START Given information

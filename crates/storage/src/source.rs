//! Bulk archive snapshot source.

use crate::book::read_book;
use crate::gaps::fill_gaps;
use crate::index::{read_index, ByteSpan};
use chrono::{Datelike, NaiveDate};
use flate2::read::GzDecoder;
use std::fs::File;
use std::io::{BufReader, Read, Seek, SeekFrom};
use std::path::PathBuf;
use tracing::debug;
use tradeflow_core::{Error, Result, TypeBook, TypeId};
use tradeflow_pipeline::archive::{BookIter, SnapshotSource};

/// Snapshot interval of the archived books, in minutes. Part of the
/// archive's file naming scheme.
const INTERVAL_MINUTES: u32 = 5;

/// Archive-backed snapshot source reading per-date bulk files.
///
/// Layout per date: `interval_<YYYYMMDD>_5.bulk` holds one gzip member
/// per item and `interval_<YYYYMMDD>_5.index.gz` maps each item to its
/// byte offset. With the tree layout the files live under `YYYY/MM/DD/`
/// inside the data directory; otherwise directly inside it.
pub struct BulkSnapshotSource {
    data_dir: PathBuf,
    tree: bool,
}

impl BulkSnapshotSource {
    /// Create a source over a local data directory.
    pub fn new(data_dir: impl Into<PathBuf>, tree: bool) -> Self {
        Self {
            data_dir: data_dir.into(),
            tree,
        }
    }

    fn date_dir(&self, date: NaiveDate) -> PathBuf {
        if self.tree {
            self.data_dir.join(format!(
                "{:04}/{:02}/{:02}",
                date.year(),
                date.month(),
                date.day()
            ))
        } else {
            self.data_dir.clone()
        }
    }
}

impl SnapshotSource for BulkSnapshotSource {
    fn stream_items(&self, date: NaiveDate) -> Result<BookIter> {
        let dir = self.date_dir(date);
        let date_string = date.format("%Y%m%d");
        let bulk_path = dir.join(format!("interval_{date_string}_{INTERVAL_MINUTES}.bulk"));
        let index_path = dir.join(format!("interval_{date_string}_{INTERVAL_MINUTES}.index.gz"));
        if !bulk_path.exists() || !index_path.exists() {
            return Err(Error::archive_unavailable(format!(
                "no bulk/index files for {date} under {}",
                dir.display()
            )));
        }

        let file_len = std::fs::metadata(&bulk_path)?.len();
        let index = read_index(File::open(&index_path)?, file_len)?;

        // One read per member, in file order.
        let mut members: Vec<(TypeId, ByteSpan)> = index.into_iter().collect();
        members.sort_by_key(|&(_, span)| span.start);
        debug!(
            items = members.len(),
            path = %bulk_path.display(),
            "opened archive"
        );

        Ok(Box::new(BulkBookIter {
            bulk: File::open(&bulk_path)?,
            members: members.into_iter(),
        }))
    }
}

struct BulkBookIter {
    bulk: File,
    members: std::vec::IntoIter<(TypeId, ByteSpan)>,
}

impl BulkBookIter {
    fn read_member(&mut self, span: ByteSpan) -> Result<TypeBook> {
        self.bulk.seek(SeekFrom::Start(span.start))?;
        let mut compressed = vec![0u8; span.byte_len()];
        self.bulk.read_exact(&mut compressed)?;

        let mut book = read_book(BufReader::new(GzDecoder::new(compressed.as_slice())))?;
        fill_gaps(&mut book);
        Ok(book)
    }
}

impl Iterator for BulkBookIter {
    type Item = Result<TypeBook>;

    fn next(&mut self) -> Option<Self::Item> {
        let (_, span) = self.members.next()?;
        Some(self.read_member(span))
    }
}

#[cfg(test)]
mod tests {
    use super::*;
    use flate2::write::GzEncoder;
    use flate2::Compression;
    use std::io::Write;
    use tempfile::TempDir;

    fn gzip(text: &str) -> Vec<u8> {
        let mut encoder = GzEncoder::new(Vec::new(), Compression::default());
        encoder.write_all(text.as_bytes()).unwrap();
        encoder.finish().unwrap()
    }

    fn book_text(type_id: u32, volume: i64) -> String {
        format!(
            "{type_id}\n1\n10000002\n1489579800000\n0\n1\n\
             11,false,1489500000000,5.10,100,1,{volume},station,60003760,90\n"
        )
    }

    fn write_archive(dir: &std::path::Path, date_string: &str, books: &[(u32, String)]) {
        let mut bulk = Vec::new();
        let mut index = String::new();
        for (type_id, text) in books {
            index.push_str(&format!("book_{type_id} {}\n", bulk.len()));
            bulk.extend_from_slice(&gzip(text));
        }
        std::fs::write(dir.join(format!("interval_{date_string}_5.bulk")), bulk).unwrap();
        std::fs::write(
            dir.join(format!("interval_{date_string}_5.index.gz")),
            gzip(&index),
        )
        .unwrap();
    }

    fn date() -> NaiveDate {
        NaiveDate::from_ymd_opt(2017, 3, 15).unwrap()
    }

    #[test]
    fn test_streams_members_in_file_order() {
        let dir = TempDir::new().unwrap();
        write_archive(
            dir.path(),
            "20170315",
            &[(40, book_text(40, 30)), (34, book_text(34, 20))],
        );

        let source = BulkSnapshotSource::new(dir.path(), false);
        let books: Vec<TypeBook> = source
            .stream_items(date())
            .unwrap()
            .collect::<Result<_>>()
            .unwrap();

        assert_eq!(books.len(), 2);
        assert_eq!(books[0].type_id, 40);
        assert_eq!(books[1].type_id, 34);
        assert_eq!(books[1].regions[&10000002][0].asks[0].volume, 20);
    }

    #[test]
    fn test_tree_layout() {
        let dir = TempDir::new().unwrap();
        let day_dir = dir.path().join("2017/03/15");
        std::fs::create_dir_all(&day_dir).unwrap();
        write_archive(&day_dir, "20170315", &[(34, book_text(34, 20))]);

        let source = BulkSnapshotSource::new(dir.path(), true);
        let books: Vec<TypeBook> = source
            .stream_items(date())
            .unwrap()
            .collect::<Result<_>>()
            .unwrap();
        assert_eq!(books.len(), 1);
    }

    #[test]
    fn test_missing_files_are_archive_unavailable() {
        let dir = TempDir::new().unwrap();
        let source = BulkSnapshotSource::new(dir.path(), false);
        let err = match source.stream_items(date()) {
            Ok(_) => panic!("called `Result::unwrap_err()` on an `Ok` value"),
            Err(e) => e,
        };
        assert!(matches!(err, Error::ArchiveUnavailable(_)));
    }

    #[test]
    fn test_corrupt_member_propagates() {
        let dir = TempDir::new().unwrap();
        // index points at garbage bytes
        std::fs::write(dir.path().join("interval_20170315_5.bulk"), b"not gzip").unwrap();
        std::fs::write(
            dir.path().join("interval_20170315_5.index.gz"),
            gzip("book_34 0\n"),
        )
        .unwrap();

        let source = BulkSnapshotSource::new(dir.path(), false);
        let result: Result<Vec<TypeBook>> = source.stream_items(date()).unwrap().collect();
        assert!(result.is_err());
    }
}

END Given information
START Given information

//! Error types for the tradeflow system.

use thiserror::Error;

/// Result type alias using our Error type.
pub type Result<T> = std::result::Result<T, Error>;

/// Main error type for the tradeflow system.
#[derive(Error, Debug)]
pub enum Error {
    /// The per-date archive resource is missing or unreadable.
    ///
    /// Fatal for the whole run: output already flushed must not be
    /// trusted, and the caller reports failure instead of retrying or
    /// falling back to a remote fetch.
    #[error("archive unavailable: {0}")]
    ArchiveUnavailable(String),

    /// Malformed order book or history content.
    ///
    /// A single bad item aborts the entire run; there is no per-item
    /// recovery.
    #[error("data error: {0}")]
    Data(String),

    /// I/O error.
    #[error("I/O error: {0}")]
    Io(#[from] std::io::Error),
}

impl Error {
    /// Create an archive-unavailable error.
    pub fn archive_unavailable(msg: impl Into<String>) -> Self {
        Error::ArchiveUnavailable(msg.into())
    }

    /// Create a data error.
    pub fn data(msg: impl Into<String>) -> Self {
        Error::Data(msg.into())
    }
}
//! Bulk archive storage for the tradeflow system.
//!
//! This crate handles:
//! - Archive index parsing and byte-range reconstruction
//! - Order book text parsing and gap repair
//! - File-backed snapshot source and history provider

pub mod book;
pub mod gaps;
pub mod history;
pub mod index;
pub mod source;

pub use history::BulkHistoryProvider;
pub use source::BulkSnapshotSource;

END Given information
START Given information

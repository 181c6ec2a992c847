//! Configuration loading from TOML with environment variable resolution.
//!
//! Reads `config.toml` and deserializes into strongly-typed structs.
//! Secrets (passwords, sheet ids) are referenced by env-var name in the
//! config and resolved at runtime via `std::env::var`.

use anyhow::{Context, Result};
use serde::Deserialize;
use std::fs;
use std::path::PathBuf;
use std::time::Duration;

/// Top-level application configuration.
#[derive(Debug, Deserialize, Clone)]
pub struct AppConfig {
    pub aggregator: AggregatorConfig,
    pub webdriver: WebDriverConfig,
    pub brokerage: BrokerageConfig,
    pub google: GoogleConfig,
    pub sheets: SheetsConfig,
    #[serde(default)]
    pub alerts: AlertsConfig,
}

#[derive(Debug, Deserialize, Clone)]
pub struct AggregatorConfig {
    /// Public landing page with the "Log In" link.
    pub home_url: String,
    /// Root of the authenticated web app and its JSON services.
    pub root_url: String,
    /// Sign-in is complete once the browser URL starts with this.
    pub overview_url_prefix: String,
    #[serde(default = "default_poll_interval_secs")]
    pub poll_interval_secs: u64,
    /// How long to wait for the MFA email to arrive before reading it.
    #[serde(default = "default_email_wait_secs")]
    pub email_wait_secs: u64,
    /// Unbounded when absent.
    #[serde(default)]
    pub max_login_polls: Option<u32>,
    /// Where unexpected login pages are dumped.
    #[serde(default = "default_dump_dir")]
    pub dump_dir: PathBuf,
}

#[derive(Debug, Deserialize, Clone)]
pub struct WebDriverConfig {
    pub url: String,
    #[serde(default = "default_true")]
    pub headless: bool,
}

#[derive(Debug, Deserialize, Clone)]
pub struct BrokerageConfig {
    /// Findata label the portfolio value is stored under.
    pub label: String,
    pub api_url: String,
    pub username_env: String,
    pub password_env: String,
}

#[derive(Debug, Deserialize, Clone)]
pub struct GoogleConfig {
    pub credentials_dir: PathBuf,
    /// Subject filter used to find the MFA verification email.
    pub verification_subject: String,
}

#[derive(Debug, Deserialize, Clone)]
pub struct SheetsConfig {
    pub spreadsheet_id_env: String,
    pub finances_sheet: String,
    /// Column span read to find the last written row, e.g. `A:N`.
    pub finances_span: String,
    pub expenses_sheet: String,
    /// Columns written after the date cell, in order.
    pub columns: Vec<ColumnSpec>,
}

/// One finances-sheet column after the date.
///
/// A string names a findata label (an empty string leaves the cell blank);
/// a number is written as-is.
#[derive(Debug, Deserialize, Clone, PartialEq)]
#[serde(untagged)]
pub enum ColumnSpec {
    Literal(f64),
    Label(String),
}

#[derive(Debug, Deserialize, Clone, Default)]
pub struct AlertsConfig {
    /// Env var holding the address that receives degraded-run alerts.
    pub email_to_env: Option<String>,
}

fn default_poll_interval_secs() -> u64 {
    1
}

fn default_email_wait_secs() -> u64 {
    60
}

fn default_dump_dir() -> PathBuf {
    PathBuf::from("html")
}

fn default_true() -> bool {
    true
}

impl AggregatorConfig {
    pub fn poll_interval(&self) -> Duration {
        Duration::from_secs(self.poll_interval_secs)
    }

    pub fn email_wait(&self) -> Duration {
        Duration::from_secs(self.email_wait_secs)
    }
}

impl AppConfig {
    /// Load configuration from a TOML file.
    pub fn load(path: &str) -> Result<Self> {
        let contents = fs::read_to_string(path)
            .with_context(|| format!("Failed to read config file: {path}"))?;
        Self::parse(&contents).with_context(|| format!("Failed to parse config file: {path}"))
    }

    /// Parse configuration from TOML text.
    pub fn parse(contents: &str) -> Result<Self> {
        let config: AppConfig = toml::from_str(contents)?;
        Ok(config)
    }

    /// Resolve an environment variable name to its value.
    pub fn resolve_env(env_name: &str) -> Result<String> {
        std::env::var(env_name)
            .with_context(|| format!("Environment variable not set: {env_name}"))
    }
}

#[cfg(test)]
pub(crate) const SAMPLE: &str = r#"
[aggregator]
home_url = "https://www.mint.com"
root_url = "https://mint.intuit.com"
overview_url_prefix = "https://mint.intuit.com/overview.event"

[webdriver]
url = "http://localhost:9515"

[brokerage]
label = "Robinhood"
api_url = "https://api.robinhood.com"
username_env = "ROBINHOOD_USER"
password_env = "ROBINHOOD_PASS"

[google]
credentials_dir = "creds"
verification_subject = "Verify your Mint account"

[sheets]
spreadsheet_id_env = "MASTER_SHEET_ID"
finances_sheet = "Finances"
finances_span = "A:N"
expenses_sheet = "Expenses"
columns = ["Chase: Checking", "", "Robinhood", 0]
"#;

END Given information

Take the line above containing "Error::Data(msg.into())", the line containing "pub use source::BulkSnapshotSource;", and all lines in between, and copy them exactly without anything else.

        Error::Data(msg.into())
    }
}
//! Bulk archive storage for the tradeflow system.
//!
//! This crate handles:
//! - Archive index parsing and byte-range reconstruction
//! - Order book text parsing and gap repair
//! - File-backed snapshot source and history provider

pub mod book;
pub mod gaps;
pub mod history;
pub mod index;
pub mod source;

pub use history::BulkHistoryProvider;
pub use source::BulkSnapshotSource;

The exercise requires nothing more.